Hagar Qim and Mnajdra are located in the small city of Qrendi. Both temples have been World Heritage sites dating back to the Ggantija Stage (3600-3200 B.C.). Little is understood of these temples’ constructors. They can be constituted of limestone slabs and are admired for their construction. Both temples type the epicenter of a mini-complex with structures.

The Mnajdra advanced features three temples overlooking a temple, altars, and an forecourt with stone seats and spiral-carvings. To get to Hagar Qim from Mnajdra, follow with the boardwalk up. By Hagar Qim you may have views of the small island of Filfla.

The goal of the temples is debated amongst archeologists and anthropologists, and the majority of these structures remain shrouded in mystery. Nevertheless, 1 thing is sure. ($9 / www.heritagemalta.org)

Megalithic Temples of Malta and Gozo

Missing out on the Hypogeum and Moving to Malta would be like Leaping out on the Coliseum and going to Rome.

It was among the highlights of my journey. An example of architecture in the unwanted is a complex of halls and chambers thrown out of limestone.

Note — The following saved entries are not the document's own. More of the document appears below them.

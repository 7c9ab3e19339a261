// SPDX-License-Identifier: Apache-2.0

use clap::{Parser, ValueEnum};
use linux_kmsg_format::init::kmsg_format::KmsgFormatArgs;
use linux_kmsg_format::kmsg::convert::convert_to_otlp_logs;
use linux_kmsg_format::kmsg::{BootTime, KmsgFormat, RecordSplitter};
use std::error::Error;
use std::fs::File;
use std::io::{self, BufRead, BufReader, BufWriter, Write};
use std::path::PathBuf;
use std::process::ExitCode;
use tracing::metadata::LevelFilter;
use tracing::{debug, error, info};
use tracing_appender::non_blocking::WorkerGuard;
use tracing_bunyan_formatter::{BunyanFormattingLayer, JsonStorageLayer};
use tracing_log::LogTracer;
use tracing_subscriber::layer::SubscriberExt;
use tracing_subscriber::{EnvFilter, Registry};

type BoxError = Box<dyn Error + Send + Sync>;

#[derive(Debug, Parser)]
#[command(name = "kmsg-format")]
#[command(bin_name = "kmsg-format")]
#[command(version, about, long_about = None)]
struct Arguments {
    #[arg(value_enum, long, env = "KMSG_FORMAT_LOG_FORMAT", default_value = "text")]
    /// Log format
    log_format: LogFormatArg,

    #[arg(value_enum, long, env = "KMSG_FORMAT_OUTPUT", default_value = "json")]
    /// Output document format, one document per record
    output: OutputArg,

    #[arg(long, env = "KMSG_FORMAT_INPUT")]
    /// Read records from this file instead of stdin
    input: Option<PathBuf>,

    #[arg(long, env = "KMSG_FORMAT_UPTIME_FILE")]
    /// Calibrate the boot time from this file instead of /proc/uptime
    uptime_file: Option<PathBuf>,

    #[command(flatten)]
    kmsg: KmsgFormatArgs,
}

#[derive(Copy, Clone, PartialEq, Eq, PartialOrd, Ord, Debug, ValueEnum)]
pub enum LogFormatArg {
    Text,
    Json,
}

#[derive(Copy, Clone, PartialEq, Eq, PartialOrd, Ord, Debug, ValueEnum)]
pub enum OutputArg {
    /// Flat message with priority, timestamp, flags and values
    Json,
    /// OTLP ResourceLogs
    Otlp,
}

#[derive(Debug, Default)]
struct RunStats {
    records: usize,
    unparsable: usize,
}

fn main() -> ExitCode {
    let opt = Arguments::parse();

    let _guard = match setup_logging(&opt.log_format) {
        Ok(guard) => guard,
        Err(e) => {
            eprintln!("ERROR: failed to setup logging: {}", e);
            return ExitCode::from(1);
        }
    };

    match run(&opt) {
        Ok(stats) => {
            info!(
                records = stats.records,
                unparsable = stats.unparsable,
                "Finished formatting kmsg records."
            );
            ExitCode::SUCCESS
        }
        Err(e) => {
            error!(error = e, "Failed to format kmsg records.");
            ExitCode::from(1)
        }
    }
}

fn run(opt: &Arguments) -> Result<RunStats, BoxError> {
    let mut format = KmsgFormat::new(opt.kmsg.build_config())?;
    if let Some(path) = &opt.uptime_file {
        format = format.with_boot_time(BootTime::calibrate_from(path)?);
    }

    debug!(
        sec = format.boot_time().sec(),
        usec = format.boot_time().usec(),
        no_parse = format.config().no_parse,
        "Starting kmsg format."
    );

    let reader: Box<dyn BufRead> = match &opt.input {
        Some(path) => Box::new(BufReader::new(File::open(path).map_err(|e| {
            format!("failed to open input file: {}: {}", path.display(), e)
        })?)),
        None => Box::new(io::stdin().lock()),
    };

    let mut out = BufWriter::new(io::stdout().lock());
    let mut stats = RunStats::default();

    for record in RecordSplitter::new(reader) {
        let record = record?;
        let (msg, outcome) = format.parse(&record);

        stats.records += 1;
        if !outcome.is_success() {
            stats.unparsable += 1;
        }

        match opt.output {
            OutputArg::Json => serde_json::to_writer(&mut out, &msg)?,
            OutputArg::Otlp => {
                serde_json::to_writer(&mut out, &convert_to_otlp_logs(std::slice::from_ref(&msg)))?
            }
        }
        out.write_all(b"\n")?;
    }
    out.flush()?;

    Ok(stats)
}

fn setup_logging(log_format: &LogFormatArg) -> Result<WorkerGuard, BoxError> {
    LogTracer::init()?;

    // stdout carries the formatted records
    let (non_blocking_writer, guard) = tracing_appender::non_blocking(io::stderr());

    let filter = EnvFilter::builder()
        .with_default_directive(LevelFilter::INFO.into())
        .from_env()?;

    if *log_format == LogFormatArg::Json {
        let app_name = format!("{}-{}", env!("CARGO_PKG_NAME"), get_version());
        let bunyan_formatting_layer = BunyanFormattingLayer::new(app_name, non_blocking_writer);

        let subscriber = Registry::default()
            .with(filter)
            .with(JsonStorageLayer)
            .with(bunyan_formatting_layer);
        tracing::subscriber::set_global_default(subscriber)?;
    } else {
        use std::io::IsTerminal;

        let use_ansi = io::stderr().is_terminal();

        let layer = tracing_subscriber::fmt::layer()
            .with_writer(non_blocking_writer)
            .with_target(false)
            .with_level(true)
            .with_ansi(use_ansi)
            .compact();

        let subscriber = Registry::default().with(filter).with(layer);
        tracing::subscriber::set_global_default(subscriber)?;
    }
    Ok(guard)
}

fn get_version() -> String {
    // Set during CI
    let version_build = option_env!("BUILD_SHORT_SHA").unwrap_or("dev");

    format!("{}-{}", env!("CARGO_PKG_VERSION"), version_build)
}
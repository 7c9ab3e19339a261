// SPDX-License-Identifier: Apache-2.0

//! Linux kernel message (kmsg) format
//!
//! Parses records in the `/dev/kmsg` text format:
//! `priority,sequence,timestamp[,...];message\n` followed by optional
//! indented `KEY=value` lines, and populates a [`LogMessage`] with the
//! priority, absolute timestamp, message text and `.linux.*` metadata.
//!
//! [`LogMessage`]: crate::message::LogMessage

pub mod boot_time;
pub mod config;
pub mod convert;
pub mod cursor;
pub mod device;
pub mod error;
pub mod format;
pub mod parser;
pub mod priority;
pub mod split;

pub use boot_time::BootTime;
pub use config::KmsgFormatConfig;
pub use error::{KmsgFormatError, ParseError, Result};
pub use format::{KmsgFormat, ParseErrorHandler, ParseOutcome, TagUnparsed};
pub use split::RecordSplitter;
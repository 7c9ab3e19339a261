// SPDX-License-Identifier: Apache-2.0

//! Kmsg format handler
//!
//! Turns one raw kmsg record into a populated [`LogMessage`]. Records are
//! either kept verbatim (`no_parse`) or parsed; a record that fails to parse
//! is handed to a [`ParseErrorHandler`] so it can still be delivered.

use crate::kmsg::boot_time::BootTime;
use crate::kmsg::config::KmsgFormatConfig;
use crate::kmsg::error::{KmsgFormatError, Result};
use crate::kmsg::parser::parse_record;
use crate::message::{LocalZone, LogMessage, MESSAGE_KEY, MessageFlags, ZoneOffset};
use tracing::debug;

/// Priority given to unparsable records (syslog.err)
pub const PARSE_ERROR_PRIORITY: u16 = (5 << 3) | 3;

/// How a record was handled
#[derive(Debug, Clone, Copy, PartialEq, Eq)]
pub enum ParseOutcome {
    /// Kept verbatim, parsing disabled
    Verbatim,
    /// Fully parsed
    Parsed,
    /// Parsing failed, the error handler populated the message
    Unparsable,
}

impl ParseOutcome {
    pub fn is_success(&self) -> bool {
        !matches!(self, ParseOutcome::Unparsable)
    }
}

/// Builds the representation of a record that could not be parsed.
pub trait ParseErrorHandler: Send + Sync {
    /// Called exactly once per failed record with the trimmed raw bytes
    fn inject_parse_error(&self, msg: &mut LogMessage, raw: &[u8]);
}

/// Keeps the raw record as the message text and tags the message with
/// [`MessageFlags::PARSE_ERROR`].
#[derive(Debug, Clone, Copy, Default)]
pub struct TagUnparsed;

impl ParseErrorHandler for TagUnparsed {
    fn inject_parse_error(&self, msg: &mut LogMessage, raw: &[u8]) {
        msg.priority = PARSE_ERROR_PRIORITY;
        msg.flags |= MessageFlags::PARSE_ERROR;
        msg.set_value(MESSAGE_KEY, raw);
    }
}

pub struct KmsgFormat {
    config: KmsgFormatConfig,
    boot_time: BootTime,
    zone: Box<dyn ZoneOffset>,
    error_handler: Box<dyn ParseErrorHandler>,
}

impl KmsgFormat {
    /// Create a handler using the process-wide boot time and the local zone
    pub fn new(config: KmsgFormatConfig) -> Result<Self> {
        config.validate().map_err(KmsgFormatError::Configuration)?;

        Ok(Self {
            config,
            boot_time: BootTime::system(),
            zone: Box::new(LocalZone),
            error_handler: Box::new(TagUnparsed),
        })
    }

    pub fn with_boot_time(mut self, boot_time: BootTime) -> Self {
        self.boot_time = boot_time;
        self
    }

    pub fn with_zone(mut self, zone: impl ZoneOffset + 'static) -> Self {
        self.zone = Box::new(zone);
        self
    }

    pub fn with_error_handler(mut self, error_handler: impl ParseErrorHandler + 'static) -> Self {
        self.error_handler = Box::new(error_handler);
        self
    }

    pub fn config(&self) -> &KmsgFormatConfig {
        &self.config
    }

    pub fn boot_time(&self) -> BootTime {
        self.boot_time
    }

    /// Populate `msg` from one raw record
    pub fn handle(&self, data: &[u8], msg: &mut LogMessage) -> ParseOutcome {
        let data = trim_record(data);

        if self.config.no_parse {
            msg.set_value(MESSAGE_KEY, data);
            msg.priority = self.config.default_priority;
            return ParseOutcome::Verbatim;
        }

        msg.flags |= MessageFlags::UTF8;
        if self.config.local {
            msg.flags |= MessageFlags::LOCAL;
        }

        match parse_record(data, &self.boot_time) {
            Ok(record) => {
                record.commit(msg, self.zone.as_ref());
                ParseOutcome::Parsed
            }
            Err(e) => {
                debug!(error = %e, length = data.len(), "Failed to parse kmsg record");
                self.error_handler.inject_parse_error(msg, data);
                ParseOutcome::Unparsable
            }
        }
    }

    /// Handle a record into a fresh message
    pub fn parse(&self, data: &[u8]) -> (LogMessage, ParseOutcome) {
        let mut msg = LogMessage::new();
        let outcome = self.handle(data, &mut msg);
        (msg, outcome)
    }
}

/// Strip trailing newline and NUL bytes
pub fn trim_record(data: &[u8]) -> &[u8] {
    let end = data
        .iter()
        .rposition(|&b| b != b'\n' && b != b'\0')
        .map_or(0, |pos| pos + 1);
    &data[..end]
}
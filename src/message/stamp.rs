// SPDX-License-Identifier: Apache-2.0

use chrono::{DateTime, FixedOffset, Local, SecondsFormat, TimeZone};
use serde::{Serialize, Serializer};
use std::time::{SystemTime, UNIX_EPOCH};

/// A point in wall-clock time with microsecond precision and the zone offset
/// (seconds east of UTC) that was in effect for it.
#[derive(Debug, Clone, Copy, Default, PartialEq, Eq, Hash)]
pub struct LogStamp {
    pub sec: i64,
    pub usec: u32,
    pub zone_offset: i32,
}

impl LogStamp {
    pub fn new(sec: i64, usec: u32, zone_offset: i32) -> Self {
        Self {
            sec,
            usec,
            zone_offset,
        }
    }

    /// Current wall-clock time in the local zone
    pub fn now() -> Self {
        let now = SystemTime::now()
            .duration_since(UNIX_EPOCH)
            .unwrap_or_default();
        let sec = now.as_secs() as i64;

        Self {
            sec,
            usec: now.subsec_micros(),
            zone_offset: LocalZone.offset_for(sec),
        }
    }

    /// Nanoseconds since the Unix epoch, zero for pre-epoch stamps
    pub fn unix_nanos(&self) -> u64 {
        u64::try_from(self.sec)
            .ok()
            .and_then(|sec| sec.checked_mul(1_000_000_000))
            .and_then(|ns| ns.checked_add(u64::from(self.usec) * 1_000))
            .unwrap_or(0)
    }

    /// RFC 3339 rendering with microseconds, in the stamp's own zone
    pub fn to_rfc3339(&self) -> Option<String> {
        let offset = FixedOffset::east_opt(self.zone_offset)?;
        let utc = DateTime::from_timestamp(self.sec, self.usec.checked_mul(1_000)?)?;

        Some(
            utc.with_timezone(&offset)
                .to_rfc3339_opts(SecondsFormat::Micros, false),
        )
    }
}

impl Serialize for LogStamp {
    fn serialize<S>(&self, serializer: S) -> std::result::Result<S::Ok, S::Error>
    where
        S: Serializer,
    {
        match self.to_rfc3339() {
            Some(s) => serializer.serialize_str(&s),
            None => serializer.serialize_i64(self.sec),
        }
    }
}

/// Timezone offset lookup used when stamping messages.
pub trait ZoneOffset: Send + Sync {
    /// Offset from UTC, in seconds east, in effect at `epoch_sec`
    fn offset_for(&self, epoch_sec: i64) -> i32;
}

/// The host's local timezone
#[derive(Debug, Clone, Copy, Default)]
pub struct LocalZone;

impl ZoneOffset for LocalZone {
    fn offset_for(&self, epoch_sec: i64) -> i32 {
        Local
            .timestamp_opt(epoch_sec, 0)
            .single()
            .map(|dt| dt.offset().local_minus_utc())
            .unwrap_or(0)
    }
}

/// A constant offset, regardless of the instant
#[derive(Debug, Clone, Copy, Default, PartialEq, Eq)]
pub struct FixedZone(pub i32);

impl ZoneOffset for FixedZone {
    fn offset_for(&self, _epoch_sec: i64) -> i32 {
        self.0
    }
}
// SPDX-License-Identifier: Apache-2.0

//! Byte-range scanning primitives for the kmsg field extractors.
//!
//! A [`Cursor`] walks an immutable record buffer. Scans return the span they
//! covered and leave the cursor on the delimiter that stopped them, so the
//! caller decides whether to consume it.

use crate::kmsg::error::ScanError;

pub type ScanResult<T> = std::result::Result<T, ScanError>;

#[derive(Debug, Clone, Copy)]
pub struct Cursor<'a> {
    data: &'a [u8],
    pos: usize,
}

impl<'a> Cursor<'a> {
    pub fn new(data: &'a [u8]) -> Self {
        Self { data, pos: 0 }
    }

    pub fn position(&self) -> usize {
        self.pos
    }

    pub fn is_at_end(&self) -> bool {
        self.pos >= self.data.len()
    }

    pub fn peek(&self) -> Option<u8> {
        self.data.get(self.pos).copied()
    }

    pub fn remaining(&self) -> &'a [u8] {
        &self.data[self.pos..]
    }

    /// Step over the current byte, if any
    pub fn bump(&mut self) {
        if !self.is_at_end() {
            self.pos += 1;
        }
    }

    /// Advance past bytes matching `pred`
    pub fn skip_while(&mut self, pred: impl Fn(u8) -> bool) {
        while self.peek().is_some_and(&pred) {
            self.pos += 1;
        }
    }

    /// Scan a non-empty run of ASCII digits ending at one of `delims`.
    ///
    /// Fails on any other byte and when the buffer ends before a delimiter.
    pub fn scan_digits_until(&mut self, delims: &[u8]) -> ScanResult<&'a [u8]> {
        let start = self.pos;

        while let Some(byte) = self.peek() {
            if delims.contains(&byte) {
                if self.pos == start {
                    return Err(ScanError::Empty(start));
                }
                return Ok(&self.data[start..self.pos]);
            }
            if !byte.is_ascii_digit() {
                return Err(ScanError::UnexpectedByte {
                    pos: self.pos,
                    byte,
                });
            }
            self.pos += 1;
        }

        Err(ScanError::UnexpectedEnd(self.pos))
    }

    /// Like [`Cursor::scan_digits_until`], also accumulating the digits into
    /// a `u64`. Values that do not fit are an error.
    pub fn scan_number_until(&mut self, delims: &[u8]) -> ScanResult<(u64, &'a [u8])> {
        let start = self.pos;
        let digits = self.scan_digits_until(delims)?;

        let mut value: u64 = 0;
        for (offset, byte) in digits.iter().enumerate() {
            value = value
                .checked_mul(10)
                .and_then(|v| v.checked_add(u64::from(byte - b'0')))
                .ok_or(ScanError::Overflow(start + offset))?;
        }

        Ok((value, digits))
    }

    /// Scan up to `delim`. Fails if the buffer ends first.
    pub fn scan_until(&mut self, delim: u8) -> ScanResult<&'a [u8]> {
        let start = self.pos;

        match self.remaining().iter().position(|&b| b == delim) {
            Some(offset) => {
                self.pos = start + offset;
                Ok(&self.data[start..self.pos])
            }
            None => {
                self.pos = self.data.len();
                Err(ScanError::UnexpectedEnd(self.pos))
            }
        }
    }

    /// Scan to the next newline or, failing that, to the end of the buffer.
    pub fn scan_line(&mut self) -> &'a [u8] {
        let start = self.pos;
        self.pos = self
            .remaining()
            .iter()
            .position(|&b| b == b'\n')
            .map_or(self.data.len(), |offset| start + offset);

        &self.data[start..self.pos]
    }
}

#[cfg(test)]
mod tests {
    use super::*;

    #[test]
    fn test_scan_digits_stops_at_delimiter() {
        let mut cursor = Cursor::new(b"123,rest");

        assert_eq!(cursor.scan_digits_until(b","), Ok(&b"123"[..]));
        assert_eq!(cursor.position(), 3);
        assert_eq!(cursor.peek(), Some(b','));
    }

    #[test]
    fn test_scan_digits_rejects_non_digit() {
        let mut cursor = Cursor::new(b"12a,");
        assert_eq!(
            cursor.scan_digits_until(b","),
            Err(ScanError::UnexpectedByte { pos: 2, byte: b'a' })
        );
    }

    #[test]
    fn test_scan_digits_requires_delimiter() {
        let mut cursor = Cursor::new(b"123");
        assert_eq!(
            cursor.scan_digits_until(b","),
            Err(ScanError::UnexpectedEnd(3))
        );

        let mut cursor = Cursor::new(b"");
        assert_eq!(
            cursor.scan_digits_until(b","),
            Err(ScanError::UnexpectedEnd(0))
        );
    }

    #[test]
    fn test_scan_digits_rejects_empty_run() {
        let mut cursor = Cursor::new(b",1");
        assert_eq!(cursor.scan_digits_until(b","), Err(ScanError::Empty(0)));
    }

    #[test]
    fn test_scan_number_multiple_delimiters() {
        let mut cursor = Cursor::new(b"65338577;msg");
        assert_eq!(
            cursor.scan_number_until(b",;"),
            Ok((65338577, &b"65338577"[..]))
        );
        assert_eq!(cursor.peek(), Some(b';'));

        let mut cursor = Cursor::new(b"42,c;msg");
        assert_eq!(cursor.scan_number_until(b",;"), Ok((42, &b"42"[..])));
        assert_eq!(cursor.peek(), Some(b','));
    }

    #[test]
    fn test_scan_number_overflow() {
        let mut cursor = Cursor::new(b"18446744073709551615,");
        assert_eq!(cursor.scan_number_until(b",").map(|(v, _)| v), Ok(u64::MAX));

        let mut cursor = Cursor::new(b"18446744073709551616,");
        assert_eq!(cursor.scan_number_until(b","), Err(ScanError::Overflow(19)));
    }

    #[test]
    fn test_scan_until() {
        let mut cursor = Cursor::new(b"abc;def");
        assert_eq!(cursor.scan_until(b';'), Ok(&b"abc"[..]));
        assert_eq!(cursor.position(), 3);

        cursor.bump();
        assert_eq!(cursor.scan_until(b';'), Err(ScanError::UnexpectedEnd(7)));
        assert!(cursor.is_at_end());
    }

    #[test]
    fn test_scan_line_accepts_buffer_end() {
        let mut cursor = Cursor::new(b"first\nsecond");
        assert_eq!(cursor.scan_line(), b"first");
        assert_eq!(cursor.peek(), Some(b'\n'));

        cursor.bump();
        assert_eq!(cursor.scan_line(), b"second");
        assert!(cursor.is_at_end());

        // Nothing left; an empty line at the end
        assert_eq!(cursor.scan_line(), b"");
    }

    #[test]
    fn test_bump_and_skip_do_not_pass_end() {
        let mut cursor = Cursor::new(b" \t");
        cursor.skip_while(|b| b == b' ' || b == b'\t');
        assert!(cursor.is_at_end());

        cursor.bump();
        assert_eq!(cursor.position(), 2);
        assert_eq!(cursor.remaining(), b"");
    }
}
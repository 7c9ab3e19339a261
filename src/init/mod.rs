// SPDX-License-Identifier: Apache-2.0

pub mod kmsg_format;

The complex was deemed an UNESCO World Heritage Site in 1902, along with also some sections date as far back as 3600 B.C.. The complex’s three degrees have contributed valuable insight to historians into Maltese Bronze Age culture their spiritual practices. It is at a sensitive microclimate that must be carefully controlled and monitored, since the Hypogeum is underground.  This usually means that just a few people are permitted simultaneously, as well as photography is controlled. So the next that you’re positive you’re heading to Malta, receive your tickets! ($20 adults / $12 children 6-11 / http://booking.heritagemalta.org/)

The Ggantija Temples date back to over 5,500 decades ago, and are the oldest of the temples of Malta! Like another Monolithic Temples, Ggantija faces southeast and can be built in a such as shape. Obviously, this construction was built with the use of aluminum and bone tools.

And, like the other websites, the exact function of the website is unknown. Excavations discovered along with other evidence indicates the possibility that it was the website of a fertility cult! Whatever it was used for, it’s still the enigmatic past of the Maltese islands and an intriguing bit of history.

Megalithic Temples of Malta and Gozo

Did you discover the megalithic temples of Malta and Gozo interesting? If you have been or intend to go, make us a comment below!

Special thanks to Visit Malta for hosting us.